Problem to solve |
Repeat the full listing exactly.

Dataset content |
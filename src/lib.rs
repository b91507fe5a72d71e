//! Plex now-playing relay
//!
//! Receives Plex webhooks, keeps the one current playback state on disk, and
//! pushes it to always-on display clients over a WebSocket.
//!
//! This library provides:
//! - Webhook ingestion (JSON and multipart encodings)
//! - A single-slot persistent state store
//! - A broadcast hub with heartbeat pruning
//! - A Plex API client with retry/backoff for startup seeding
//! - An artwork proxy with an on-disk cache
//! - A reconnecting push client for displays

pub mod adapters;
pub mod api;
pub mod artwork;
pub mod client;
pub mod config;
pub mod hub;
pub mod protocol;
pub mod state;
pub mod webhook;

Finished exercise |
filename src/lib.rs
repository b91507fe5a72d71e
//! Plex now-playing relay
//!
//! Receives Plex webhooks, keeps the one current playback state on disk, and
//! pushes it to always-on display clients over a WebSocket.
//!
//! This library provides:
//! - Webhook ingestion (JSON and multipart encodings)
//! - A single-slot persistent state store
//! - A broadcast hub with heartbeat pruning
//! - A Plex API client with retry/backoff for startup seeding
//! - An artwork proxy with an on-disk cache
//! - A reconnecting push client for displays

pub mod adapters;
pub mod api;
pub mod artwork;
pub mod client;
pub mod config;
pub mod hub;
pub mod protocol;
pub mod state;
pub mod webhook;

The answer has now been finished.